*** Opening STUDY MATERIAL ***

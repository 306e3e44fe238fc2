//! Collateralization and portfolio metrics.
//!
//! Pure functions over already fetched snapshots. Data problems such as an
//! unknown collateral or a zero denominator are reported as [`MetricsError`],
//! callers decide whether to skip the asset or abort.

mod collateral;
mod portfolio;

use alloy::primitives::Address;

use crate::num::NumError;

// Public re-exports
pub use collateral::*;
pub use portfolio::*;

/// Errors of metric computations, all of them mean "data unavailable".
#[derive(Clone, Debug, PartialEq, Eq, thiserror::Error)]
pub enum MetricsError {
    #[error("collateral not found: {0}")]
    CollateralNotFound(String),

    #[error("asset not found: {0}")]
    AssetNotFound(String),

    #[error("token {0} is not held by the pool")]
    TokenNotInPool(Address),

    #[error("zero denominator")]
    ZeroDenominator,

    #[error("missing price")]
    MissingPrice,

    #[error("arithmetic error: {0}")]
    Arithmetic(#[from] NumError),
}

*** Closing STUDY MATERIAL ***
*** Opening STUDY MATERIAL ***

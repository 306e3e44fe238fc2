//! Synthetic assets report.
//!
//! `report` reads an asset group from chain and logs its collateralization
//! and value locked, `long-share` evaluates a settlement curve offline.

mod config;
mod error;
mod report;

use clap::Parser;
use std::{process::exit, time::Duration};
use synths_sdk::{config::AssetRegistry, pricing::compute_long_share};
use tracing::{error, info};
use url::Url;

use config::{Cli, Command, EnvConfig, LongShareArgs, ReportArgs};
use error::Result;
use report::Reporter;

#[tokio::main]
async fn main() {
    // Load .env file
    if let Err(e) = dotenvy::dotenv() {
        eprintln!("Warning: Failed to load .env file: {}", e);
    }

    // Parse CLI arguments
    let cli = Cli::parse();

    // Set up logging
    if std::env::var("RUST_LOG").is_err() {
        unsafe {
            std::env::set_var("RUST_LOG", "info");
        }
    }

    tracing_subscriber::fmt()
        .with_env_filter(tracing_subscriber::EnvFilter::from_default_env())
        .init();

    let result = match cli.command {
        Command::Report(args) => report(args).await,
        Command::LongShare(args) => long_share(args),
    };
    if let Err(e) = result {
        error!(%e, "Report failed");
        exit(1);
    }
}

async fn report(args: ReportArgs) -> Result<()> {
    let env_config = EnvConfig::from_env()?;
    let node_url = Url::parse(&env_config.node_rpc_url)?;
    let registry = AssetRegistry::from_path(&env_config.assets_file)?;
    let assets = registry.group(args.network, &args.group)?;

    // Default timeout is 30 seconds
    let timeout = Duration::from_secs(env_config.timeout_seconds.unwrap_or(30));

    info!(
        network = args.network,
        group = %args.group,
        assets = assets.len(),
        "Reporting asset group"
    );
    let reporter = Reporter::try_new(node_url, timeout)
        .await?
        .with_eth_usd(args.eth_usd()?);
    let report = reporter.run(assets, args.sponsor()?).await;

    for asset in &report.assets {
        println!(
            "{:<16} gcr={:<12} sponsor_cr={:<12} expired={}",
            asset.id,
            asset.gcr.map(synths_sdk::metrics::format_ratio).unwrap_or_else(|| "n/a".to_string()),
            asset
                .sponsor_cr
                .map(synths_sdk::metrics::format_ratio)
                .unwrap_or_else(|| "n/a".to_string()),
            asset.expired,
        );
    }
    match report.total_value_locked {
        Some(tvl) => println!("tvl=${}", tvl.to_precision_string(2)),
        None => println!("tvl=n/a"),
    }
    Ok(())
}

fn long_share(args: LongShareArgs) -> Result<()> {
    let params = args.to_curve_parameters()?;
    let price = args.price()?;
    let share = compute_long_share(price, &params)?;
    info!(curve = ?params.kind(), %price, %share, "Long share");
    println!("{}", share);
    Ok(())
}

*** Closing STUDY MATERIAL ***
*** Opening STUDY MATERIAL ***

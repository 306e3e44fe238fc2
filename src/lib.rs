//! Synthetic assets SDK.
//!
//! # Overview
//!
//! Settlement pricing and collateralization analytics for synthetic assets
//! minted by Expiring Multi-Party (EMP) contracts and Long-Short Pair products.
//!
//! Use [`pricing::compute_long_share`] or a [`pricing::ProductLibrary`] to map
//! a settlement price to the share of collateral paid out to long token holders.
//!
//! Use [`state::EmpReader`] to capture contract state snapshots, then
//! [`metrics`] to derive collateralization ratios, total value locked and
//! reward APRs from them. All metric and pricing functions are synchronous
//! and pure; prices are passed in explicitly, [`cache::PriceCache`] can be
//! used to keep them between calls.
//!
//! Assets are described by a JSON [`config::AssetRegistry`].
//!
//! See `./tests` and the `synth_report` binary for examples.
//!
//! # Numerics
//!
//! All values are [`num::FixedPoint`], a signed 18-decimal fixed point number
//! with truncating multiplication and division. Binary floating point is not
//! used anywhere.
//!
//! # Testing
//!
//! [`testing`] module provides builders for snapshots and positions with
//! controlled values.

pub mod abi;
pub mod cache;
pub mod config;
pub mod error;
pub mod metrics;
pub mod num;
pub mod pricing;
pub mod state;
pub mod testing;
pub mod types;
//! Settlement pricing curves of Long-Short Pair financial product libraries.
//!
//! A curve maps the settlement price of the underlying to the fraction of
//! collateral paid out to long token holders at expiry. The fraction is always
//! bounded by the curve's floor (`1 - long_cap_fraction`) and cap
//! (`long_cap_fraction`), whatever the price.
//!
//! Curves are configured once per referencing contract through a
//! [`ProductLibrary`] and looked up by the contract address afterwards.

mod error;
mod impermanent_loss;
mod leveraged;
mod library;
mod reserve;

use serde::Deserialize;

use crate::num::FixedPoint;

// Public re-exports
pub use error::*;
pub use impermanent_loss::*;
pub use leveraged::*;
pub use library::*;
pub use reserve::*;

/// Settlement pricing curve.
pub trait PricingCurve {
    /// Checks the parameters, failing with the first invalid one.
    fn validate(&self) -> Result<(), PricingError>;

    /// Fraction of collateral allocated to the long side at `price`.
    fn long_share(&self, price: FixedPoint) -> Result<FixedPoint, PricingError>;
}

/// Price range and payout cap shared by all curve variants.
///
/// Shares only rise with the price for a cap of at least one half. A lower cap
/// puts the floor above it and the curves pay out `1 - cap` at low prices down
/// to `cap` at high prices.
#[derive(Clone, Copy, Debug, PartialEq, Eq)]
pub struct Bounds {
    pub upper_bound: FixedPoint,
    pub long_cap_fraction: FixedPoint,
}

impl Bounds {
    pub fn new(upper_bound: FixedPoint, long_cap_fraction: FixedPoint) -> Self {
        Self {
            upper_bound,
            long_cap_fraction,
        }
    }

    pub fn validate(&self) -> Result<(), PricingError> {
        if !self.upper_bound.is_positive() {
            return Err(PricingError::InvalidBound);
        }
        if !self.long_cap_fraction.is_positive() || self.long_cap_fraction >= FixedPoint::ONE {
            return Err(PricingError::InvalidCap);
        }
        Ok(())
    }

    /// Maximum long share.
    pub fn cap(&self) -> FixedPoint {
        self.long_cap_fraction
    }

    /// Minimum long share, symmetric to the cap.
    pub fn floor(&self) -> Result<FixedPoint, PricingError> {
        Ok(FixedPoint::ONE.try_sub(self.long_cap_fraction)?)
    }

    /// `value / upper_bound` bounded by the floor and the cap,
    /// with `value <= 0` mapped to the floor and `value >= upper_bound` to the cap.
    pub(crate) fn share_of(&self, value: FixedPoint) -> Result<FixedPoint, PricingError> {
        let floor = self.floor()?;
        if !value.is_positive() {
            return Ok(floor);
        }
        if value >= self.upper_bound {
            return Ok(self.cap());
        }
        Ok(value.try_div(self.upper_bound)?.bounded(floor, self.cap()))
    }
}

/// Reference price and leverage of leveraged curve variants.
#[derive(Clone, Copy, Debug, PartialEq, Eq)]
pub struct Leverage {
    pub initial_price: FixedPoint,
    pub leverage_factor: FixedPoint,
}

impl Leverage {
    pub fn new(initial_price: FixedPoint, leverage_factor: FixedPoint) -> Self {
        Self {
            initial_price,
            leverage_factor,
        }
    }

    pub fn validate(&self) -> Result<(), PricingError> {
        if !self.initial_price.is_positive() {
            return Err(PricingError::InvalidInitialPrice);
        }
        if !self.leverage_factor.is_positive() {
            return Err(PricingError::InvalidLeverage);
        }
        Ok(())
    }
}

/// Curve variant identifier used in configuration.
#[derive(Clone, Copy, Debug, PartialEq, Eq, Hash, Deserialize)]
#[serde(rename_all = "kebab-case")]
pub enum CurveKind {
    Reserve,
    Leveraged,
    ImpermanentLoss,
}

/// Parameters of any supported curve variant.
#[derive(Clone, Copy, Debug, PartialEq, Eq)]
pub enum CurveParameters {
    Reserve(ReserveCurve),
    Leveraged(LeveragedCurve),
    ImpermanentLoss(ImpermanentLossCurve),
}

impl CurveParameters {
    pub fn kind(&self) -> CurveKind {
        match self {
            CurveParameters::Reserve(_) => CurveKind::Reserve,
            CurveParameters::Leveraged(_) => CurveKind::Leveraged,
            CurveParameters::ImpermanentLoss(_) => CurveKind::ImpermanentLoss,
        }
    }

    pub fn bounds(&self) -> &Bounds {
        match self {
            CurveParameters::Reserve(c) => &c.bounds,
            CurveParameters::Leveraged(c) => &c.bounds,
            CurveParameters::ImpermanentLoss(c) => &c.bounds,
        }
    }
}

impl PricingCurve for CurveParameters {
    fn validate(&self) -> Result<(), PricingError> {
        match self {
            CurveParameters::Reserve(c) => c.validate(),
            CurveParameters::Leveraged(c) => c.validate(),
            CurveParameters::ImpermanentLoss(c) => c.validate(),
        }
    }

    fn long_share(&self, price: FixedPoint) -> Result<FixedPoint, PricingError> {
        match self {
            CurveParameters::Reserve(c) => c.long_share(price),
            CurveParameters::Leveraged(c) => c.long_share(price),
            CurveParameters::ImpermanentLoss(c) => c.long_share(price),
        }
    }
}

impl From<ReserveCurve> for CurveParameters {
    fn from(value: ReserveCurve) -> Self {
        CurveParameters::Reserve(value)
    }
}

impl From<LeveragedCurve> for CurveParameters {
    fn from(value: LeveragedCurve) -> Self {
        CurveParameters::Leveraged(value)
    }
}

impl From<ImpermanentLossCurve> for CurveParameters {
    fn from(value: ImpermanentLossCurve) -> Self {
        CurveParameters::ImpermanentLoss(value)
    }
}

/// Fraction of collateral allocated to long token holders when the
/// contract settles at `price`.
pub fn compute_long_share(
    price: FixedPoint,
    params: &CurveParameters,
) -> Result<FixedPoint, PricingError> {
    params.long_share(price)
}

*** Closing STUDY MATERIAL ***

▶ PROBLEM:
Set down, exactly as they stand above, the lines starting with the line with "use serde::Deserialize;" and going on through the line with "at high prices.", and no others.

▶ SOLUTION:
use serde::Deserialize;

use crate::num::FixedPoint;

// Public re-exports
pub use error::*;
pub use impermanent_loss::*;
pub use leveraged::*;
pub use library::*;
pub use reserve::*;

/// Settlement pricing curve.
pub trait PricingCurve {
    /// Checks the parameters, failing with the first invalid one.
    fn validate(&self) -> Result<(), PricingError>;

    /// Fraction of collateral allocated to the long side at `price`.
    fn long_share(&self, price: FixedPoint) -> Result<FixedPoint, PricingError>;
}

/// Price range and payout cap shared by all curve variants.
///
/// Shares only rise with the price for a cap of at least one half. A lower cap
/// puts the floor above it and the curves pay out `1 - cap` at low prices down
/// to `cap` at high prices.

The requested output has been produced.